エイリアンビギンズ                「評価 C」
砂漠の町サレーナに宇宙船らしき物体が墜落したとの連絡を受け、ブラッドリー中尉ら一小隊は調査のために現場へと急行した。始めは隕石か何かだろうと考えていた部隊の面々だが、そこには人間を襲う凶悪なエイリアンたちの姿があった。一方その頃、すぐ近くの道路では、護送中の凶悪犯四人が仲間の手引きによって脱走を図っていた。彼らは刑務所の人間を人質にとってサレーナに到着するが、エイリアンに襲われ人気の無くなった町の姿を前に茫然とする。やがてエイリアンの魔の手は彼らにも襲い掛かり、凶悪犯らはブラッドリー中尉と共に決死の戦いを強いられることとなった…。
エイリアンと人間が戦う──という使い古されたプロットの作品だが、この映画の見所はエイリアンとの戦闘よりも、人間同士の掛け合いにある。監督・脚本のダスティン・リカートが元々心理描写の技術を要するサイコホラー畑の人間ということもあってか、各登場人物(特に凶悪犯四人)のキャラが見事に立っており、また彼らのコミュニケーションには心地よいまでに澱みが感じられない。そのためエイリアンと凶悪犯らがなかなか遭遇しなくてもさして退屈を感じることはなく、むしろ会話の妙によって画面に釘付けにさせられるのだ。

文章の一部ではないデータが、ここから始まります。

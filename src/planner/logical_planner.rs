//! The logical planner.
//!
//! Statements with engine-specific surface (SET, SHOW, EXPLAIN) are
//! recognised up front; everything else is handed to the delegated
//! MySQL-flavoured parser and its query AST is lowered into an unbound
//! [`LogicalPlan`]. Expressions come out as unbound [`Node`] trees; the
//! binder resolves identifiers, types and connectors afterwards.

use std::collections::HashMap;

use sqlparser::ast as sql;
use sqlparser::dialect::MySqlDialect;
use sqlparser::parser::Parser;

use crate::errors::{Error, Result};
use crate::expression::{
    AggregateFunction, BinaryOp, CompareOp, Node, NodeType, UnaryOp,
};
use crate::plan::{
    random_nid, JoinLeg, JoinType, LogicalPlan, LogicalPlanNode, LogicalPlanStepType, Nid,
};
use crate::value::Value;

/// What kind of statement this is, for the permission check.
#[derive(Debug, Clone, Copy, PartialEq, Eq)]
pub enum StatementKind {
    Query,
    Execute,
    Analyze,
}

/// Plan a SQL statement (already stripped of temporal clauses).
pub fn plan_sql(sql_text: &str) -> Result<(LogicalPlan, StatementKind)> {
    let trimmed = sql_text.trim().trim_end_matches(';').trim();
    if trimmed.is_empty() {
        return Err(Error::MissingSqlStatement);
    }
    let upper = trimmed.to_uppercase();

    if let Some(rest) = upper
        .strip_prefix("EXPLAIN")
        .filter(|rest| rest.starts_with(char::is_whitespace))
    {
        let analyze = rest.trim_start().starts_with("ANALYZE");
        let inner_start = if analyze {
            trimmed.len() - rest.trim_start().len() + "ANALYZE".len()
        } else {
            "EXPLAIN".len()
        };
        let inner_sql = &trimmed[inner_start..];
        let (mut plan, _) = plan_sql(inner_sql)?;
        let root = plan.exit_point()?;
        let mut explain = LogicalPlanNode::new(LogicalPlanStepType::Explain);
        explain.analyze = analyze;
        plan.insert_node_after(random_nid(), explain, &root)?;
        let kind = if analyze {
            StatementKind::Analyze
        } else {
            StatementKind::Query
        };
        return Ok((plan, kind));
    }

    if upper.starts_with("SET ") {
        return plan_set(trimmed);
    }

    if upper.starts_with("SHOW ") {
        return plan_show(trimmed);
    }

    let statements = Parser::parse_sql(&MySqlDialect {}, trimmed)
        .map_err(|e| Error::Sql(e.to_string()))?;
    if statements.is_empty() {
        return Err(Error::MissingSqlStatement);
    }
    if statements.len() > 1 {
        return Err(Error::UnsupportedSyntax(
            "only one statement at a time".to_string(),
        ));
    }
    match &statements[0] {
        sql::Statement::Query(query) => {
            let mut plan = LogicalPlan::new();
            let ctes = HashMap::new();
            let root = plan_query(query, &mut plan, &ctes)?;
            let exit = LogicalPlanNode::new(LogicalPlanStepType::Exit);
            let exit_nid = random_nid();
            plan.add_node(exit_nid.clone(), exit);
            plan.add_edge(root, exit_nid, None)?;
            Ok((plan, StatementKind::Query))
        }
        // CREATE TABLE <name> AS SELECT: the writer counts rows through;
        // the actual write is delegated to the target's connector
        sql::Statement::CreateTable(create) if create.query.is_some() => {
            let query = create
                .query
                .as_ref()
                .ok_or(Error::MissingSqlStatement)?;
            let mut plan = LogicalPlan::new();
            let ctes = HashMap::new();
            let root = plan_query(query, &mut plan, &ctes)?;
            let mut writer = LogicalPlanNode::new(LogicalPlanStepType::MetadataWriter);
            writer.relation = Some(create.name.to_string());
            let writer_nid = random_nid();
            plan.add_node(writer_nid.clone(), writer);
            plan.add_edge(root, writer_nid.clone(), None)?;
            let exit_nid = random_nid();
            plan.add_node(
                exit_nid.clone(),
                LogicalPlanNode::new(LogicalPlanStepType::Exit),
            );
            plan.add_edge(writer_nid, exit_nid, None)?;
            Ok((plan, StatementKind::Execute))
        }
        other => Err(Error::UnsupportedSyntax(format!(
            "statement not supported: {other}"
        ))),
    }
}

fn plan_set(sql_text: &str) -> Result<(LogicalPlan, StatementKind)> {
    let rest = sql_text[4..].trim();
    let Some((name, value)) = rest.split_once('=') else {
        return Err(Error::Sql("SET expects 'SET <name> = <value>'".to_string()));
    };
    let name = name.trim().trim_start_matches('@').to_string();
    if name.is_empty() {
        return Err(Error::Sql("SET with no variable name".to_string()));
    }
    let mut node = LogicalPlanNode::new(LogicalPlanStepType::Set);
    node.variable = Some(name);
    node.value = Some(parse_scalar(value.trim()));
    let mut plan = LogicalPlan::new();
    plan.add_node(random_nid(), node);
    Ok((plan, StatementKind::Execute))
}

fn parse_scalar(text: &str) -> Value {
    let trimmed = text.trim();
    if let Some(inner) = trimmed
        .strip_prefix('\'')
        .and_then(|t| t.strip_suffix('\''))
    {
        return Value::Varchar(inner.to_string());
    }
    match trimmed.to_ascii_lowercase().as_str() {
        "true" => return Value::Boolean(true),
        "false" => return Value::Boolean(false),
        "null" => return Value::Null,
        _ => {}
    }
    if let Ok(integer) = trimmed.parse::<i64>() {
        return Value::Integer(integer);
    }
    if let Ok(double) = trimmed.parse::<f64>() {
        return Value::Double(double);
    }
    Value::Varchar(trimmed.to_string())
}

fn plan_show(sql_text: &str) -> Result<(LogicalPlan, StatementKind)> {
    let rest = sql_text[5..].trim();
    let upper = rest.to_uppercase();
    let mut plan = LogicalPlan::new();

    if upper.starts_with("CREATE") {
        return Err(Error::UnsupportedSyntax(
            "SHOW CREATE requires a view catalog".to_string(),
        ));
    }
    if let Some(relation) = upper
        .strip_prefix("COLUMNS FROM")
        .map(|_| rest["COLUMNS FROM".len()..].trim())
    {
        if relation.is_empty() {
            return Err(Error::Sql("SHOW COLUMNS FROM expects a relation".to_string()));
        }
        let mut node = LogicalPlanNode::new(LogicalPlanStepType::ShowColumns);
        node.relation = Some(relation.to_string());
        plan.add_node(random_nid(), node);
        return Ok((plan, StatementKind::Query));
    }

    let variable = rest.split_whitespace().next().unwrap_or_default();
    if variable.is_empty() {
        return Err(Error::Sql("SHOW expects a variable".to_string()));
    }
    let mut node = LogicalPlanNode::new(LogicalPlanStepType::Show);
    node.object_type = Some("VARIABLE".to_string());
    node.items = vec![variable.trim_start_matches('@').to_string()];
    plan.add_node(random_nid(), node);
    Ok((plan, StatementKind::Query))
}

ただ、やはり派手なアクションシーンは不得手のようで、エイリアンが襲い掛かってきてからの後半部分は何が起こっているのか分からなくなるような場面が度々出てくる。エイリアンの正体に皮肉たっぷりのオチを用意していたのは笑えたものの、それでも前半との落差は激しく、結局大して盛り上がることもないまま映画は終わってしまう。会話が非常に面白かった分、戦闘シーンの不出来が惜しまれた作品だ。